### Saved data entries
____

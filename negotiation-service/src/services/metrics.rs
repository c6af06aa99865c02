use metrics_exporter_prometheus::{PrometheusBuilder, PrometheusHandle};
use std::sync::OnceLock;

pub static METRICS_HANDLE: OnceLock<PrometheusHandle> = OnceLock::new();

/// Installs the global Prometheus recorder. Called once from `main`; tests
/// run without a recorder and the macros below become no-ops.
pub fn init_metrics() -> anyhow::Result<()> {
    let handle = PrometheusBuilder::new().install_recorder()?;
    if METRICS_HANDLE.set(handle).is_err() {
        anyhow::bail!("metrics recorder already initialized");
    }

    metrics::describe_counter!(
        "negotiation_tool_calls_total",
        "Tool invocations by tool name and outcome"
    );
    metrics::describe_counter!(
        "negotiation_sessions_completed_total",
        "Negotiation sessions closed with an accepted offer"
    );
    metrics::describe_counter!(
        "negotiation_mandates_total",
        "Payment mandate lifecycle transitions by resulting status"
    );
    Ok(())
}

pub fn get_metrics() -> String {
    METRICS_HANDLE
        .get()
        .map(|handle| handle.render())
        .unwrap_or_else(|| "# Metrics recorder not initialized\n".to_string())
}

pub fn record_tool_call(tool: &str, outcome: &'static str) {
    metrics::counter!(
        "negotiation_tool_calls_total",
        "tool" => tool.to_string(),
        "outcome" => outcome
    )
    .increment(1);
}

pub fn record_session_completed() {
    metrics::counter!("negotiation_sessions_completed_total").increment(1);
}

pub fn record_mandate(status: &'static str) {
    metrics::counter!("negotiation_mandates_total", "status" => status).increment(1);
}
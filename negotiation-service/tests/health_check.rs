mod common;

use common::TestApp;

#[tokio::test]
async fn health_check_works() {
    let app = TestApp::spawn().await;

    let response = app
        .client
        .get(format!("{}/health", app.address))
        .send()
        .await
        .expect("Failed to execute request");

    assert!(response.status().is_success());
    assert!(response.headers().contains_key("x-request-id"));

    let body: serde_json::Value = response.json().await.expect("Failed to parse JSON");
    assert_eq!(body["status"], "ok");
    assert_eq!(body["service"], "negotiation-service");
}

#[tokio::test]
async fn readiness_check_works() {
    let app = TestApp::spawn().await;

    let response = app
        .client
        .get(format!("{}/ready", app.address))
        .send()
        .await
        .expect("Failed to execute request");

    assert!(response.status().is_success());
}

#[tokio::test]
async fn mandate_key_is_published() {
    let app = TestApp::spawn().await;

    let response = app
        .client
        .get(format!("{}/.well-known/mandate-key", app.address))
        .send()
        .await
        .expect("Failed to execute request");

    assert!(response.status().is_success());
    let body: serde_json::Value = response.json().await.expect("Failed to parse JSON");
    assert_eq!(body["kid"], "test-key-001");
    assert_eq!(body["alg"], "RS256");
    assert!(body["public_key_pem"]
        .as_str()
        .unwrap()
        .starts_with("-----BEGIN PUBLIC KEY-----"));
}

____

### Work required
Above are the entries; give them back verbatim.

### Answer area
filename negotiation-service/src/services/metrics.rs
repository c6af06aa99865c02
use metrics_exporter_prometheus::{PrometheusBuilder, PrometheusHandle};
use std::sync::OnceLock;

pub static METRICS_HANDLE: OnceLock<PrometheusHandle> = OnceLock::new();

/// Installs the global Prometheus recorder. Called once from `main`; tests
/// run without a recorder and the macros below become no-ops.
pub fn init_metrics() -> anyhow::Result<()> {
    let handle = PrometheusBuilder::new().install_recorder()?;
    if METRICS_HANDLE.set(handle).is_err() {
        anyhow::bail!("metrics recorder already initialized");
    }

    metrics::describe_counter!(
        "negotiation_tool_calls_total",
        "Tool invocations by tool name and outcome"
    );
    metrics::describe_counter!(
        "negotiation_sessions_completed_total",
        "Negotiation sessions closed with an accepted offer"
    );
    metrics::describe_counter!(
        "negotiation_mandates_total",
        "Payment mandate lifecycle transitions by resulting status"
    );
    Ok(())
}

pub fn get_metrics() -> String {
    METRICS_HANDLE
        .get()
        .map(|handle| handle.render())
        .unwrap_or_else(|| "# Metrics recorder not initialized\n".to_string())
}

pub fn record_tool_call(tool: &str, outcome: &'static str) {
    metrics::counter!(
        "negotiation_tool_calls_total",
        "tool" => tool.to_string(),
        "outcome" => outcome
    )
    .increment(1);
}

pub fn record_session_completed() {
    metrics::counter!("negotiation_sessions_completed_total").increment(1);
}

pub fn record_mandate(status: &'static str) {
    metrics::counter!("negotiation_mandates_total", "status" => status).increment(1);
}
filename negotiation-service/tests/health_check.rs
mod common;

use common::TestApp;

#[tokio::test]
async fn health_check_works() {
    let app = TestApp::spawn().await;

    let response = app
        .client
        .get(format!("{}/health", app.address))
        .send()
        .await
        .expect("Failed to execute request");

    assert!(response.status().is_success());
    assert!(response.headers().contains_key("x-request-id"));

    let body: serde_json::Value = response.json().await.expect("Failed to parse JSON");
    assert_eq!(body["status"], "ok");
    assert_eq!(body["service"], "negotiation-service");
}

#[tokio::test]
async fn readiness_check_works() {
    let app = TestApp::spawn().await;

    let response = app
        .client
        .get(format!("{}/ready", app.address))
        .send()
        .await
        .expect("Failed to execute request");

    assert!(response.status().is_success());
}

#[tokio::test]
async fn mandate_key_is_published() {
    let app = TestApp::spawn().await;

    let response = app
        .client
        .get(format!("{}/.well-known/mandate-key", app.address))
        .send()
        .await
        .expect("Failed to execute request");

    assert!(response.status().is_success());
    let body: serde_json::Value = response.json().await.expect("Failed to parse JSON");
    assert_eq!(body["kid"], "test-key-001");
    assert_eq!(body["alg"], "RS256");
    assert!(body["public_key_pem"]
        .as_str()
        .unwrap()
        .starts_with("-----BEGIN PUBLIC KEY-----"));
}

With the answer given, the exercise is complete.